El viaje se antoja especialmente entretenido para los txikis en los días de lluvia, cuando el traqueteo del todoterreno, botando sobre las dos líneas de tierra desgastadas a causa del paso de las ruedas, salpica barro y agua. “¡Es como una montaña rusa!”, exclaman entre gritos y carcajadas desde la parte trasera del vehículo, al tiempo que protegen a un caracol que se dejaron dentro el día anterior.

FLECHAZO Nada más bajarse del coche, los cerdos comienzan a correr hacia la valla y siguen los pasos de Oihane a medida que camina en paralelo. Parece que la atracción es mutua: “No sabría explicar por qué me gustaron tanto estos cerdos, puede que me enamorara de sus orejotas”, confiesa la ganadera.
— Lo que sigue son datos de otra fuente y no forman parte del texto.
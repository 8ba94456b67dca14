//! Static impassable cells.

use rand::Rng;

use super::{Cell, Grid};

/// Obstacles are chosen once per game and never move, not even on restart.
#[derive(Clone, Debug, Default, PartialEq, Eq)]
pub struct ObstacleSet {
    cells: Vec<Cell>,
}

impl ObstacleSet {
    /// Samples `count` uniformly random cells. Duplicates and overlap with the snake or food
    /// are allowed.
    pub fn generate<R: Rng + ?Sized>(grid: Grid, rng: &mut R, count: usize) -> Self {
        let cells = (0..count).map(|_| grid.random_cell(rng)).collect();
        ObstacleSet { cells }
    }

    pub fn from_cells(cells: impl IntoIterator<Item = Cell>) -> Self {
        ObstacleSet {
            cells: cells.into_iter().collect(),
        }
    }

    pub fn contains(&self, cell: Cell) -> bool {
        self.cells.contains(&cell)
    }

    pub fn cells(&self) -> &[Cell] {
        &self.cells
    }

}
//! Player intents and the once-per-tick turn gate.

use super::Direction;

/// An edge-triggered request from the input collaborator.
#[derive(Clone, Copy, Debug, PartialEq, Eq)]
pub enum Intent {
    Turn(Direction),
    Restart,
}

/// Holds at most one turn between two ticks.
///
/// The gate closes as soon as a turn is accepted and re-arms only when a tick consumes it, so a
/// burst of key presses between ticks can never fold the snake back through its own neck.
#[derive(Clone, Debug, Default, PartialEq, Eq)]
pub struct TurnGate {
    pending: Option<Direction>,
}

impl TurnGate {
    /// Queues `direction` if the gate is armed and it does not reverse `current`.
    pub fn offer(&mut self, direction: Direction, current: Direction) -> bool {
        if self.pending.is_some() || direction == current.opposite() {
            return false;
        }
        self.pending = Some(direction);
        true
    }

    /// Takes the queued turn, re-arming the gate.
    pub fn take(&mut self) -> Option<Direction> {
        self.pending.take()
    }

    /// Drops any queued turn.
    pub fn clear(&mut self) {
        self.pending = None;
    }
}

#[cfg(test)]
mod tests {
    use super::*;

    #[test]
    fn accepts_one_turn_until_taken() {
        let mut gate = TurnGate::default();
        assert!(gate.offer(Direction::Up, Direction::Right));
        assert!(!gate.offer(Direction::Left, Direction::Up));
        assert_eq!(gate.take(), Some(Direction::Up));
        assert_eq!(gate.take(), None);
        assert!(gate.offer(Direction::Left, Direction::Up));
    }

    #[test]
    fn rejects_reversal_without_closing() {
        let mut gate = TurnGate::default();
        assert!(!gate.offer(Direction::Left, Direction::Right));
        assert_eq!(gate.take(), None);
        assert!(gate.offer(Direction::Down, Direction::Right));
    }

    #[test]
    fn same_direction_consumes_the_gate() {
        let mut gate = TurnGate::default();
        assert!(gate.offer(Direction::Right, Direction::Right));
        assert!(!gate.offer(Direction::Up, Direction::Right));
    }
}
Lo cierto es que el euskal txerri es una raza muy peculiar: patas cortas, manchas negras, perfil facial curvado y orejas que les tapan los ojos a medida que crecen. “Normalmente acaban quedándose ciegos porque dejan de ver”, explica la ganadera. “Nos damos cuenta cuando empiezan a chocarse”, explica.

Sin embargo, para Oihane “será imperfecto, pero es de aquí, nuestro”. “Todos no somos perfectos y también necesitamos nuestro tiempo”, reflexiona. De hecho, el euskal txerri tiene un crecimiento mucho más lento que el cerdo común y tarda año y medio en alcanzar entre 80 y 90 kilos, peso con el que se mata para hacer todo tipo de derivados: morcilla, chistorra, lomo, papada, jamón, etc. Oihane asegura que la espera merece la pena, ya que “la carne es especial y de gran calidad, parecida a la del cerdo celta o ibérico”. Además, los carniceros le han dicho que “por la facilidad a la hora de cortar la carne, se nota que los cerdos están libres y no en un sitio cerrado”; porque, en el segundo caso, la piel y las articulaciones son “mucho más rígidas”. Esto, según la ganadera, también se debe a que, aparte del pienso, sus cerdos comen gusanos y “todo lo que pillan”. “¡Mientras no me coman a mí!”, exclama.

PRODUCCIÓN LOCAL Una vez que todo está listo para la venta, Oihane se suele valer de un grupo de WhatsApp, formado por ganaderos y agricultores locales, para distribuir la carne a través de él “en la medida de lo posible”. “Siempre que puedo, intento no darles mucho a grandes empresas y vender a particulares”, matiza. No se hará millonaria, pero admite que le vale “lo comido por lo servido” si trabaja en lo que le gusta.

No en vano, considera que se preguntó a sí misma qué le gustaría hacer en el futuro, y es lo mismo a lo que se dedica: un trabajo de campo. En contraste con su situación, cree que “cada vez más jóvenes viven para el fin de semana”. Observa que se trata de un planteamiento cortoplacista impuesto por el mismo sistema que ha llevado a su perfil de mujer joven ganadera sea excepcional. No solo está presente en la ciudad, que siempre le resultó “agobiante”, sino también en el mundo rural, que cada vez tiene menos de rural. “Todo son grandes superficies”, apunta al tiempo que critica los problemas medioambientales, de salud y de “desnaturalización” que provoca. Es decir, de desconexión con el origen de lo que comemos y bebemos, así como de una falta de conocimiento que nos vuelve dependientes y vulnerables ante todo lo que es grande o, más bien, se nos queda grande. “¿Y tú, qué? Si eres pequeño”, sentencia.